Gauge Construction
The large resistance variation characteristic of a potentiometer contrasts sharply with the minute resistance changes characteristic of a resistance strain gauge. Types of resistance strain gauges used as transducer elements include the unbonded metallic-filament strain gauge, the bonded metallic foil strain gauge and the bonded piezoresistive or semiconductor gauge.
Unbonded Strain Gauges
Unbonded strain gauge elements are made of one or more filaments of resistance wire stretched between supporting insulators. The supports can be attached directly to an elastic member used as a sensing element or can be fastened independently using a rigid insulator to couple the elastic member to the filaments of the resistance wire. The displacement (strain) of the sensing element causes a change in the filament length. The change in length results in changes in resistance. Because they are fragile, transducers that use unbonded gauges are becoming less popular.
Foil Gauges
A typical foil gauge consists of a foil made from a resistance alloy, such as Constantan, bonded to an epoxy backing film. The foil is either die-cut or etched to produce a grid pattern sensitive to strain along one axis.

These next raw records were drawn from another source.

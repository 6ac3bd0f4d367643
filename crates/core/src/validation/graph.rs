//! Cycle detection over self-referential row collections.
//!
//! Works identically for department parent links and position reports-to
//! links: anything implementing [`ImportRow`] exposes a key and an optional
//! parent key, and that is all the traversal needs.

use std::collections::hash_map::Entry;
use std::collections::{HashMap, HashSet};

use crate::rows::ImportRow;

use super::finding::{FindingKind, ValidationFinding};

/// Arrow used when rendering a cycle path.
pub const PATH_SEPARATOR: &str = " → ";

/// Find every cycle in a parent-pointer graph.
///
/// Each edge is `(key, parent_key)`. The first occurrence of a key wins;
/// later duplicates are ignored here (duplicate detection reports them).
/// Parents that are not themselves keys end the walk.
///
/// Every node has at most one outgoing edge, so one iterative walk per
/// unvisited node with an on-stack index visits each node and edge once.
/// Each returned cycle lists its members in parent-pointer order, starting
/// from the first member the walk reached.
pub fn find_cycles<'a, I>(edges: I) -> Vec<Vec<&'a str>>
where
    I: IntoIterator<Item = (&'a str, Option<&'a str>)>,
{
    let mut order: Vec<&'a str> = Vec::new();
    let mut parent_of: HashMap<&'a str, Option<&'a str>> = HashMap::new();
    for (key, parent) in edges {
        if let Entry::Vacant(slot) = parent_of.entry(key) {
            slot.insert(parent);
            order.push(key);
        }
    }

    let mut done: HashSet<&'a str> = HashSet::with_capacity(order.len());
    let mut cycles = Vec::new();

    for &start in &order {
        if done.contains(start) {
            continue;
        }

        let mut stack: Vec<&'a str> = Vec::new();
        let mut on_stack: HashMap<&'a str, usize> = HashMap::new();
        let mut current = Some(start);

        while let Some(key) = current {
            if done.contains(key) {
                break;
            }
            if let Some(&pos) = on_stack.get(key) {
                cycles.push(stack[pos..].to_vec());
                break;
            }
            on_stack.insert(key, stack.len());
            stack.push(key);
            current = parent_of
                .get(key)
                .copied()
                .flatten()
                .filter(|parent| parent_of.contains_key(parent));
        }

        done.extend(stack);
    }

    cycles
}

/// Render a cycle as `A → B → C → A`.
pub fn render_cycle(cycle: &[&str]) -> String {
    let mut path = cycle.join(PATH_SEPARATOR);
    if let Some(first) = cycle.first() {
        path.push_str(PATH_SEPARATOR);
        path.push_str(first);
    }
    path
}

/// Report every row that takes part in a parent-link cycle.
///
/// Produces one blocking finding per implicated row. All findings for the
/// same cycle share `affected_keys` (the cycle members in order) and the
/// rendered path. A row whose parent is itself is a one-node cycle and
/// yields exactly one finding.
pub fn validate_circular_references<R: ImportRow>(rows: &[R]) -> Vec<ValidationFinding> {
    let mut first_row: HashMap<&str, &R> = HashMap::new();
    for row in rows {
        first_row.entry(row.code()).or_insert(row);
    }

    let edges = rows
        .iter()
        .filter(|r| !r.code().is_empty())
        .map(|r| (r.code(), r.parent_code()));

    let mut findings = Vec::new();
    for cycle in find_cycles(edges) {
        let path = render_cycle(&cycle);
        let members: Vec<String> = cycle.iter().map(|k| k.to_string()).collect();

        for key in &cycle {
            let Some(row) = first_row.get(key) else {
                continue;
            };
            let mut finding = ValidationFinding::error(
                FindingKind::CircularReference,
                R::ENTITY,
                row.source_row(),
                format!("Circular reference detected: {path}"),
            )
            .with_column(R::PARENT_COLUMN)
            .with_field(R::PARENT_COLUMN)
            .with_affected_keys(members.clone());
            if let Some(parent) = row.parent_code() {
                finding = finding.with_value(parent);
            }
            findings.push(finding);
        }
    }

    findings
}

#[cfg(test)]
mod tests {
    use super::*;
    use crate::rows::DepartmentRow;
    use rand::rngs::StdRng;
    use rand::{Rng, SeedableRng};

    fn dept(code: &str, parent: Option<&str>, row: usize) -> DepartmentRow {
        DepartmentRow {
            code: code.to_string(),
            name: code.to_string(),
            parent_code: parent.map(str::to_string),
            metadata: None,
            source_row: row,
        }
    }

    fn chain(pairs: &[(&str, Option<&str>)]) -> Vec<DepartmentRow> {
        pairs
            .iter()
            .enumerate()
            .map(|(i, (code, parent))| dept(code, *parent, i + 1))
            .collect()
    }

    fn circular_keys(findings: &[ValidationFinding]) -> HashSet<String> {
        findings
            .iter()
            .filter(|f| f.kind == FindingKind::CircularReference)
            .flat_map(|f| f.affected_keys.iter().cloned())
            .collect()
    }

    // -- find_cycles ----------------------------------------------------------

    #[test]
    fn acyclic_graph_has_no_cycles() {
        let edges = vec![("A", None), ("B", Some("A")), ("C", Some("B")), ("D", Some("A"))];
        assert!(find_cycles(edges).is_empty());
    }

    #[test]
    fn finds_three_node_cycle_in_parent_order() {
        let edges = vec![("A", Some("B")), ("B", Some("C")), ("C", Some("A"))];
        let cycles = find_cycles(edges);
        assert_eq!(cycles, vec![vec!["A", "B", "C"]]);
        assert_eq!(render_cycle(&cycles[0]), "A → B → C → A");
    }

    #[test]
    fn tail_leading_into_cycle_is_not_reported() {
        let edges = vec![("X", Some("A")), ("A", Some("B")), ("B", Some("A"))];
        let cycles = find_cycles(edges);
        assert_eq!(cycles, vec![vec!["A", "B"]]);
    }

    #[test]
    fn dangling_parent_ends_walk() {
        let edges = vec![("A", Some("MISSING"))];
        assert!(find_cycles(edges).is_empty());
    }

    // -- validate_circular_references -----------------------------------------

    #[test]
    fn self_reference_yields_exactly_one_finding() {
        let rows = chain(&[("A", Some("A")), ("B", None)]);
        let findings = validate_circular_references(&rows);

        assert_eq!(findings.len(), 1);
        assert_eq!(findings[0].affected_keys, vec!["A".to_string()]);
        assert_eq!(findings[0].row, 1);
        assert!(findings[0].message.contains("A → A"));
    }

    #[test]
    fn every_cycle_member_gets_a_finding_with_shared_keys() {
        let rows = chain(&[("A", Some("C")), ("B", Some("A")), ("C", Some("B")), ("D", None)]);
        let findings = validate_circular_references(&rows);

        assert_eq!(findings.len(), 3);
        let first = &findings[0].affected_keys;
        assert!(findings.iter().all(|f| &f.affected_keys == first));
        assert!(!circular_keys(&findings).contains("D"));
    }

    #[test]
    fn disconnected_components_are_independent() {
        let rows = chain(&[
            ("A", Some("B")),
            ("B", Some("A")),
            ("X", Some("Y")),
            ("Y", Some("Z")),
            ("Z", Some("X")),
            ("ROOT", None),
            ("LEAF", Some("ROOT")),
        ]);
        let findings = validate_circular_references(&rows);
        let keys = circular_keys(&findings);

        assert_eq!(findings.len(), 5);
        for key in ["A", "B", "X", "Y", "Z"] {
            assert!(keys.contains(key), "{key} should be reported");
        }
        assert!(!keys.contains("ROOT"));
        assert!(!keys.contains("LEAF"));
    }

    #[test]
    fn acyclic_rows_produce_no_findings() {
        let rows = chain(&[("A", None), ("B", Some("A")), ("C", Some("B"))]);
        assert!(validate_circular_references(&rows).is_empty());
    }

    /// Random forests with injected cycles: exactly the cycle members are
    /// reported, no matter how many trees hang off them.
    #[test]
    fn random_graphs_report_exactly_cycle_members() {
        let mut rng = StdRng::seed_from_u64(0x5eed);

        for _ in 0..200 {
            let n = rng.random_range(2..40);
            let keys: Vec<String> = (0..n).map(|i| format!("N{i}")).collect();

            // Node i points at a lower index (forest) or nothing.
            let mut parents: Vec<Option<usize>> = (0..n)
                .map(|i| {
                    if i == 0 || rng.random_bool(0.2) {
                        None
                    } else {
                        Some(rng.random_range(0..i))
                    }
                })
                .collect();

            // Close a loop by pointing an ancestor back at a descendant.
            let mut expected: HashSet<String> = HashSet::new();
            if rng.random_bool(0.6) {
                let node = rng.random_range(0..n);
                let mut path = vec![node];
                let mut cur = node;
                while let Some(p) = parents[cur] {
                    path.push(p);
                    cur = p;
                }
                let top = *path.last().expect("path has the start node");
                parents[top] = Some(node);
                expected.extend(path.iter().map(|&i| keys[i].clone()));
            }

            let rows: Vec<DepartmentRow> = (0..n)
                .map(|i| dept(&keys[i], parents[i].map(|p| keys[p].as_str()), i + 1))
                .collect();

            let reported = circular_keys(&validate_circular_references(&rows));
            assert_eq!(reported, expected);
        }
    }
}
//! Async orchestration for organization imports.
//!
//! [`controller::BatchImportController`] applies batch items through a
//! [`controller::BatchProcessor`] with retry, pause/resume and
//! cancellation, publishing status snapshots as it goes.
//! [`session::ImportSession`] drives one uploaded workbook from bytes to a
//! final result against a [`store::RecordStore`].

pub mod config;
pub mod controller;
pub mod error;
pub mod session;
pub mod source;
pub mod status;
pub mod store;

Concepts associated with strain measurement
Strain
Normal Strain is defined as a fractional change or deformation per unit length in a body resulting from an applied force. Strain is either positive or negative. Positive strain is described an tensile; negative strain is described as compressive. The ratio of the change to the resting length is a dimensionless quantity that can be described as a percent strain. Generally, the ratio is expressed as microstrain defined in parts per million. For example:
0.001 inch/inch = 0.1% strain = 1000 micro-strain.
Stress
Stress is a term used to describe the relationship between the loading of a material with the material's ability to carry the load. Stress is defined as "normal stress" if the applied force is uniformly distributed over the area of a plane. Stress is defined as "shear stress" if the load is applied parallel to the plane.

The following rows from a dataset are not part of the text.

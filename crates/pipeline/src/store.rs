//! The remote persistence service, as the import engine sees it.

use std::collections::{HashMap, HashSet};
use std::sync::Arc;

use async_trait::async_trait;
use orgimport_core::batching::{BatchImportItem, BatchOutcome, ItemFailure};
use orgimport_core::types::{EntityKind, ExistingKeys};
use tokio::sync::RwLock;

use crate::controller::BatchProcessor;
use crate::error::PipelineError;

/// Query and mutation calls the engine makes against the remote service.
#[async_trait]
pub trait RecordStore: Send + Sync {
    /// Codes already persisted for `entity`.
    async fn existing_keys(&self, entity: EntityKind) -> Result<HashSet<String>, PipelineError>;

    /// Apply one batch of create/update items, reporting each item.
    async fn apply(&self, items: &[BatchImportItem]) -> Result<BatchOutcome, PipelineError>;
}

/// Fetch the key sets for both entity types.
pub async fn fetch_existing_keys(store: &dyn RecordStore) -> Result<ExistingKeys, PipelineError> {
    let departments = store.existing_keys(EntityKind::Department).await?;
    let positions = store.existing_keys(EntityKind::Position).await?;
    Ok(ExistingKeys::new(departments, positions))
}

/// Adapts a [`RecordStore`] to the batch controller.
pub struct StoreProcessor {
    store: Arc<dyn RecordStore>,
}

impl StoreProcessor {
    pub fn new(store: Arc<dyn RecordStore>) -> Self {
        Self { store }
    }
}

#[async_trait]
impl BatchProcessor for StoreProcessor {
    async fn process(&self, items: &[BatchImportItem]) -> Result<BatchOutcome, PipelineError> {
        self.store.apply(items).await
    }
}

// ---------------------------------------------------------------------------
// In-memory store
// ---------------------------------------------------------------------------

/// Item types understood by [`InMemoryStore`]: `"<entity>.<operation>"`.
fn parse_item_type(item_type: &str) -> Option<(EntityKind, bool)> {
    let (entity, operation) = item_type.split_once('.')?;
    let entity = match entity {
        "department" => EntityKind::Department,
        "position" => EntityKind::Position,
        _ => return None,
    };
    let is_create = match operation {
        "create" => true,
        "update" => false,
        _ => return None,
    };
    Some((entity, is_create))
}

/// Keeps records in process memory, keyed by entity and code.
///
/// Creates fail when the code exists and updates fail when it does not,
/// the way a remote service with unique codes would answer. Used for dry
/// runs and tests.
#[derive(Debug, Default)]
pub struct InMemoryStore {
    records: RwLock<HashMap<EntityKind, HashMap<String, serde_json::Value>>>,
}

impl InMemoryStore {
    pub fn new() -> Self {
        Self::default()
    }

    /// Seed the store with codes that already exist.
    pub fn with_existing(existing: &ExistingKeys) -> Self {
        let mut records: HashMap<EntityKind, HashMap<String, serde_json::Value>> = HashMap::new();
        for entity in [EntityKind::Department, EntityKind::Position] {
            let slot = records.entry(entity).or_default();
            for code in existing.for_entity(entity) {
                slot.insert(code.clone(), serde_json::Value::Null);
            }
        }
        Self {
            records: RwLock::new(records),
        }
    }

    pub async fn count(&self, entity: EntityKind) -> usize {
        self.records
            .read()
            .await
            .get(&entity)
            .map_or(0, HashMap::len)
    }

    pub async fn get(&self, entity: EntityKind, code: &str) -> Option<serde_json::Value> {
        self.records
            .read()
            .await
            .get(&entity)
            .and_then(|records| records.get(code).cloned())
    }
}

#[async_trait]
impl RecordStore for InMemoryStore {
    async fn existing_keys(&self, entity: EntityKind) -> Result<HashSet<String>, PipelineError> {
        Ok(self
            .records
            .read()
            .await
            .get(&entity)
            .map(|records| records.keys().cloned().collect())
            .unwrap_or_default())
    }

    async fn apply(&self, items: &[BatchImportItem]) -> Result<BatchOutcome, PipelineError> {
        let mut records = self.records.write().await;
        let mut outcome = BatchOutcome::default();

        for item in items {
            let verdict = match parse_item_type(&item.item_type) {
                None => Err(format!("Unsupported item type '{}'", item.item_type)),
                Some((entity, is_create)) => {
                    match item.payload.get("code").and_then(|c| c.as_str()) {
                        None => Err("Payload has no code".to_string()),
                        Some(code) => {
                            let slot = records.entry(entity).or_default();
                            match (is_create, slot.contains_key(code)) {
                                (true, true) => Err(format!("{entity} '{code}' already exists")),
                                (false, false) => Err(format!("{entity} '{code}' does not exist")),
                                _ => {
                                    slot.insert(code.to_string(), item.payload.clone());
                                    Ok(())
                                }
                            }
                        }
                    }
                }
            };

            match verdict {
                Ok(()) => outcome.succeeded.push(item.clone()),
                Err(error) => outcome.failed.push(ItemFailure {
                    item: item.clone(),
                    error,
                }),
            }
        }

        Ok(outcome)
    }
}
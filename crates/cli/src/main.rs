//! Command-line front end for the organization import engine.
//!
//! `import` runs a workbook through validation, classification and batched
//! execution against an in-memory store seeded with the persisted codes, so
//! a file can be rehearsed before it reaches the real service.
//! `check-moves` validates pending reparentings against a stored hierarchy.

use std::path::{Path, PathBuf};

use clap::{Parser, Subcommand};
use orgimport_core::batching::{BatchImportStatus, StatusLine};
use orgimport_core::reorg::{validate_all_pending_moves, validate_move, OrgNode, PendingMove};
use orgimport_core::summary::describe_result;
use orgimport_core::types::ExistingKeys;
use orgimport_core::validation::report::format_finding;
use orgimport_core::workflow::ImportStep;
use orgimport_pipeline::config::SessionConfig;
use orgimport_pipeline::session::ImportSession;
use orgimport_pipeline::store::InMemoryStore;
use serde::Deserialize;
use std::sync::Arc;
use tokio::sync::broadcast;
use tokio::sync::broadcast::error::RecvError;
use tracing_subscriber::{layer::SubscriberExt, util::SubscriberInitExt};

type CliResult = Result<(), Box<dyn std::error::Error>>;

// ---------------------------------------------------------------------------
// CLI definitions
// ---------------------------------------------------------------------------

/// Validate and rehearse organization imports.
#[derive(Parser)]
#[command(name = "orgimport")]
#[command(about = "Validate and rehearse organization imports")]
struct Cli {
    #[command(subcommand)]
    command: Commands,
}

#[derive(Subcommand)]
enum Commands {
    /// Validate a workbook and run it against an in-memory store.
    Import {
        /// JSON workbook export.
        file: PathBuf,

        /// JSON file with `departments` and `positions` code arrays that
        /// already exist.
        #[arg(long)]
        existing: Option<PathBuf>,

        /// Stop after the preview.
        #[arg(long)]
        preview_only: bool,
    },

    /// Validate pending moves against a stored hierarchy.
    CheckMoves {
        /// JSON file with `nodes` and `pending` arrays.
        file: PathBuf,

        /// Validate moving this node on top of the pending moves.
        #[arg(long)]
        node: Option<String>,

        /// New parent for `--node`. Omit to move it to the root.
        #[arg(long, requires = "node")]
        parent: Option<String>,
    },
}

#[tokio::main]
async fn main() -> CliResult {
    dotenvy::dotenv().ok();

    tracing_subscriber::registry()
        .with(
            tracing_subscriber::EnvFilter::try_from_default_env()
                .unwrap_or_else(|_| "orgimport_pipeline=info,orgimport=info".into()),
        )
        .with(tracing_subscriber::fmt::layer().with_writer(std::io::stderr))
        .init();

    let cli = Cli::parse();
    match cli.command {
        Commands::Import {
            file,
            existing,
            preview_only,
        } => cmd_import(&file, existing.as_deref(), preview_only).await,
        Commands::CheckMoves { file, node, parent } => {
            cmd_check_moves(&file, node.as_deref(), parent.as_deref())
        }
    }
}

// ---------------------------------------------------------------------------
// Import
// ---------------------------------------------------------------------------

async fn cmd_import(file: &Path, existing: Option<&Path>, preview_only: bool) -> CliResult {
    let config = SessionConfig::from_env()?;
    tracing::debug!(?config, "Loaded import configuration");
    let existing: ExistingKeys = match existing {
        Some(path) => serde_json::from_slice(&std::fs::read(path)?)?,
        None => ExistingKeys::default(),
    };
    let store = Arc::new(InMemoryStore::with_existing(&existing));
    let mut session = ImportSession::new(store, config);

    let bytes = std::fs::read(file)?;
    let file_name = file.display().to_string();
    let preview = session.upload(&file_name, bytes).await?;

    println!("=== Preview: {file_name} ===");
    println!("Rows: {}", preview.summary.total_rows);
    println!(
        "Departments: {} to create, {} to update",
        preview.summary.departments.create, preview.summary.departments.update
    );
    println!(
        "Positions:   {} to create, {} to update",
        preview.summary.positions.create, preview.summary.positions.update
    );
    println!();
    for finding in &preview.findings {
        println!("{}", format_finding(finding));
    }
    println!("{}", preview.report().summarize());

    if !preview.is_submittable() {
        return Err(format!("{} blocking finding(s)", preview.blocking_count()).into());
    }
    if preview_only {
        return Ok(());
    }

    session.confirm()?;
    let controller = session.controller()?;
    let events = controller.subscribe();
    let progress = tokio::spawn(forward_progress(events, |line| eprintln!("{line}")));

    let step = session.execute(controller).await?;
    // The channel closes when the run ends.
    let _ = progress.await;

    println!();
    match step {
        ImportStep::Success { result, .. } => {
            println!("Imported: {}", describe_result(result));
            for failure in &result.failures {
                println!("  {} ({}): {}", failure.item_id, failure.item_type, failure.error);
            }
            Ok(())
        }
        ImportStep::NoChanges { .. } => {
            println!("No changes were applied");
            Ok(())
        }
        ImportStep::Error { category, message } => {
            Err(format!("{}: {message}", category.as_str()).into())
        }
        other => Err(format!("import ended in unexpected step '{}'", other.name()).into()),
    }
}

/// Hand every snapshot to `emit` until the run ends. A lagging receiver
/// skips ahead instead of stopping.
async fn forward_progress(
    mut events: broadcast::Receiver<BatchImportStatus>,
    mut emit: impl FnMut(StatusLine),
) {
    loop {
        match events.recv().await {
            Ok(status) => emit(status.compact()),
            Err(RecvError::Lagged(skipped)) => {
                tracing::debug!(skipped, "Progress output fell behind");
            }
            Err(RecvError::Closed) => break,
        }
    }
}

// ---------------------------------------------------------------------------
// Move checks
// ---------------------------------------------------------------------------

#[derive(Deserialize)]
struct HierarchyFile {
    nodes: Vec<OrgNode>,
    #[serde(default)]
    pending: Vec<PendingMove>,
}

fn cmd_check_moves(file: &Path, node: Option<&str>, parent: Option<&str>) -> CliResult {
    let hierarchy: HierarchyFile = serde_json::from_slice(&std::fs::read(file)?)?;

    let invalid = validate_all_pending_moves(&hierarchy.pending, &hierarchy.nodes);
    println!(
        "Pending moves: {} checked, {} invalid",
        hierarchy.pending.len(),
        invalid.len()
    );
    for entry in &invalid {
        for issue in &entry.errors {
            println!("  [error] {}: {}", entry.pending_move.node_key, issue.message);
        }
    }

    let mut rejected = !invalid.is_empty();
    if let Some(node) = node {
        let validation = validate_move(node, parent, &hierarchy.nodes, &hierarchy.pending);
        println!();
        println!(
            "Move {node} -> {}: {}",
            parent.unwrap_or("(root)"),
            if validation.is_valid { "ok" } else { "rejected" }
        );
        for issue in &validation.errors {
            println!("  [error] {}", issue.message);
        }
        for issue in &validation.warnings {
            println!("  [warning] {}", issue.message);
        }
        rejected |= !validation.is_valid;
    }

    if rejected {
        return Err("one or more moves are invalid".into());
    }
    Ok(())
}

#[cfg(test)]
mod tests {
    use super::*;

    #[tokio::test]
    async fn progress_survives_a_lagging_receiver() {
        let (tx, rx) = broadcast::channel(2);
        for processed in 1..=5 {
            let mut status = BatchImportStatus::new(5, 1);
            status.processed = processed;
            status.succeeded = processed;
            tx.send(status).unwrap();
        }
        drop(tx);

        let mut seen = Vec::new();
        forward_progress(rx, |line| seen.push(line.processed)).await;
        assert_eq!(seen, vec![4, 5]);
    }
}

Because stress cannot be measured directly, it must be evaluated using measurable parameters, such as strain, that vary in response to loading.
Gauge Factor (Gf)
Gauge factor is defined as the fractional change in resistance to the fractional change in length (strain) along the axis of a strain gauge. It is a dimensionless quantity that applies to the changes in the strain gauge as a whole. Typical gauge factors are close to 2.0. Gauge factors for special strain gauges can be significantly larger or even negative. The equation for gauge factor is:
Gf= (delta R/R)/(delta L/L) or delta R = R x Gf x strain
This implies that when 10 microstrain is applied to a gauge with R=120 ohms and Gf = 2.0, resistance will be changed by 0.0024 ohms.
Generally provided by the strain gauge manufacturer, the gauge factor (Gf) specification is valid only for a specific excitation voltage and ambient temperature. As a result, Gf cannot always be used directly to calibrate a measurement.
A sensitivity factor is sometimes specified. The sensitivity factor equals the gauge factor multiplied by a correction based on current measurement conditions. If the current conditions are the same as those under which the gauge factor was specified, the sensitivity factor and the gauge factor are identical.